I have been through some very dark times in my life.  Times when death seemed like the best option for everyone.  I know what it feels like to lie, broken and defeated, at the very bottom of the pool.  If I keep that knowledge to myself, what have I gained but bad memories and haunting imaginings?  It is important to share the things that have hurt me deeply with others who are hurting.  It gives them another rung when they are on the last one on the ladder … another knot at the end of their rope.  To keep that which hurts me inside and not share it with people who are experiencing the same hurts and disappointments that I have faced is selfish and self-serving.  If what I have gone through can help even one person to find their way, then it was worth it.  Maybe, at the time, it didn’t seem like it, but like gold, I have been refined through the trials and fires of my life.  And through the refining, I have gained knowledge and clarity.  If I keep that to myself, then the dark valleys I have passed through will remain only that.  Dark valleys.  But if I share what I have learned, then the darkness I faced becomes a light of hope for someone else who is, even now, in that dark valley.
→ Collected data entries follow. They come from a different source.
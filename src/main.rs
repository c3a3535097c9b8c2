use anyhow::Context;
use clap::Parser;
use crystalline::core::identity::CrystallineIdentity;
use crystalline::utils::error::CrystallineError;
use crystalline::utils::{logger, validation::Validate};
use crystalline::{
    ActionStatus, AuditArgs, AuditEngine, BatchAuditPipeline, CliConfig, Command, Kernel,
    LocalStorage, SealedPacket, TomlConfig,
};

fn load_kernel(policy: Option<TomlConfig>) -> anyhow::Result<Kernel> {
    let Some(policy) = policy else {
        tracing::debug!("No policy file given, using the default policy");
        return Ok(Kernel::default_policy());
    };

    policy.validate()?;
    Ok(Kernel::from_config(&policy)?)
}

async fn run_audit(kernel: Kernel, mut args: AuditArgs) -> anyhow::Result<()> {
    args.validate()?;
    // Storage is rooted at the output directory; an absolute input path escapes it.
    args.input = std::fs::canonicalize(&args.input)
        .with_context(|| format!("Audit input '{}' not found", args.input))?
        .to_string_lossy()
        .into_owned();

    let storage = LocalStorage::new(args.output.clone());
    let engine = AuditEngine::new(BatchAuditPipeline::new(storage, args, kernel));
    let output_path = engine.run().await?;

    println!("✅ Audit completed");
    println!("📁 Report saved to: {}", output_path);
    Ok(())
}

async fn run(config: CliConfig, policy: Option<TomlConfig>) -> anyhow::Result<()> {
    let kernel = load_kernel(policy)?;

    match config.command {
        Command::Check { payload } => match kernel.check_compliance(&payload) {
            ActionStatus::Allowed => println!("ALLOWED"),
            ActionStatus::Forbidden => {
                println!("FORBIDDEN");
                return Err(CrystallineError::DeonticConflict {
                    message: "payload is not compliant".to_string(),
                }
                .into());
            }
        },
        Command::Partition { label } => {
            if kernel.verify_partition(&label) {
                println!("VALID");
            } else {
                println!("INVALID");
                let reason = format!("'{}' is not a valid partition", label);
                return Err(CrystallineError::validation("label", reason).into());
            }
        }
        Command::Seal { message, recipient } => {
            let packet = kernel.seal_as_set(&message, &recipient)?;
            println!("{}", packet.to_base64());
        }
        Command::Open { packet, recipient } => {
            let packet = SealedPacket::from_base64(&packet)?;
            println!("{}", kernel.open_set(&packet, &recipient)?);
        }
        Command::Keygen { mode } => {
            let identity = CrystallineIdentity::generate(mode);
            println!("mode:        {}", identity.mode());
            println!("public:      {}", identity.public_key_hex());
            println!("secret:      {}", identity.private_key_hex());
            println!("fingerprint: {}", identity.fingerprint());
        }
        Command::Audit(args) => run_audit(kernel, args).await?,
    }

    Ok(())
}

#[tokio::main]
async fn main() {
    let config = CliConfig::parse();

    let policy = match config.config.as_deref().map(TomlConfig::from_file).transpose() {
        Ok(policy) => policy,
        Err(e) => {
            eprintln!("❌ Failed to load policy file: {}", e);
            eprintln!("💡 Suggestion: {}", e.recovery_suggestion());
            std::process::exit(1);
        }
    };

    logger::init_cli_logger(config.verbose, policy.as_ref().and_then(TomlConfig::log_level));
    if config.verbose {
        tracing::debug!("CLI config: {:?}", config);
    }

    if let Err(e) = run(config, policy).await {
        let Some(err) = e.downcast_ref::<CrystallineError>() else {
            tracing::error!("❌ {:#}", e);
            eprintln!("❌ {:#}", e);
            std::process::exit(1);
        };

        tracing::error!(
            "❌ Failed: {} (Category: {:?}, Severity: {:?})",
            err,
            err.category(),
            err.severity()
        );
        eprintln!("❌ {}", err.user_friendly_message());
        eprintln!("💡 Suggestion: {}", err.recovery_suggestion());
        std::process::exit(err.severity().exit_code());
    }
}
use crystalline::core::ConfigProvider;
use crystalline::domain::model::AuditReport;
use crystalline::{AuditEngine, BatchAuditPipeline, Kernel, LocalStorage};
use tempfile::TempDir;

struct TestConfig {
    input: String,
    output: String,
}

impl ConfigProvider for TestConfig {
    fn input_path(&self) -> &str {
        &self.input
    }

    fn output_path(&self) -> &str {
        &self.output
    }
}

#[tokio::test]
async fn test_end_to_end_audit_on_disk() {
    let temp_dir = TempDir::new().unwrap();
    let output_path = temp_dir.path().to_str().unwrap().to_string();

    let requests = serde_json::json!([
        {"id": "msg-1", "payload": "hello world"},
        {"id": "msg-2", "payload": "token REVOKED"},
        {"id": "vote-1", "payload": "ballot", "action": "governance_vote", "impact_score": 20},
        {"id": "vote-2", "payload": "ballot", "action": "governance_vote", "proof": "π(root + vote)"},
        {"id": "gate-1", "payload": "data:token-9", "predicate": "token-9"}
    ]);
    std::fs::write(
        temp_dir.path().join("requests.json"),
        serde_json::to_vec(&requests).unwrap(),
    )
    .unwrap();

    let config = TestConfig {
        input: "requests.json".to_string(),
        output: output_path.clone(),
    };
    let storage = LocalStorage::new(output_path.clone());
    let pipeline = BatchAuditPipeline::new(storage, config, Kernel::default_policy());

    let report_path = AuditEngine::new(pipeline).run().await.unwrap();
    assert!(report_path.ends_with("audit_report.json"));

    let report: AuditReport =
        serde_json::from_slice(&std::fs::read(temp_dir.path().join("audit_report.json")).unwrap())
            .unwrap();
    assert_eq!(report.records.len(), 5);
    assert_eq!(report.allowed_count(), 3);
    assert_eq!(report.forbidden_count(), 1);
    assert_eq!(report.conditional_count(), 1);
    assert_eq!(report.records[2].density, 120);

    let csv_text = std::fs::read_to_string(temp_dir.path().join("audit_report.csv")).unwrap();
    assert_eq!(csv_text.lines().count(), 6);
    assert!(csv_text.contains("msg-2,forbidden,false"));
}

#[tokio::test]
async fn test_audit_missing_input_fails() {
    let temp_dir = TempDir::new().unwrap();
    let output_path = temp_dir.path().to_str().unwrap().to_string();

    let config = TestConfig {
        input: "absent.json".to_string(),
        output: output_path.clone(),
    };
    let pipeline =
        BatchAuditPipeline::new(LocalStorage::new(output_path), config, Kernel::default_policy());

    let err = AuditEngine::new(pipeline).run().await.unwrap_err();
    assert!(matches!(err, crystalline::CrystallineError::IoError(_)));
}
My cup, even when it seems to be empty, is always half full, and more often than not, overflowing.  I am an optimist.  I always have been.  A dreamer, some would say, who always had my head in the clouds.  I won’t deny that.  I am a dreamer.  I have big dreams, but those dreams have cost me, at times, dearly.  There is nothing wrong with having dreams and hopes, but if those dreams and hopes end within myself, then I have learned  nothing.  I would hate to think that all the tears I have cried and all the prayers I’ve prayed and all the hurt I have harbored have been for nothing.  I have something, as so many others, to offer.  It takes courage to open my heart and hurts to others.  A courage that, at one time in my life, I wasn’t certain I possessed.  But I know it now, just as I know that, as time goes on, there will be more valleys, more fires and more refining.  I’m okay with that, as I know that what I learn, someone else, if I am willing to share it, can find hope in their own darkness by knowing that I have faced that same darkness and came out in the light.  I encourage everyone to encourage someone.  There is  no limit to what we can accomplish if we but offer ourselves as an example to those who are suffering.  I can only hope that I am an encouragement.  If I am not, then I have failed at the most important task I have ever been given.  Encourage one another.  Love another.  Find the good in one another.  Our lives will be richer for it; of that, I am certain.  I know mine is, and for that, I am thankful.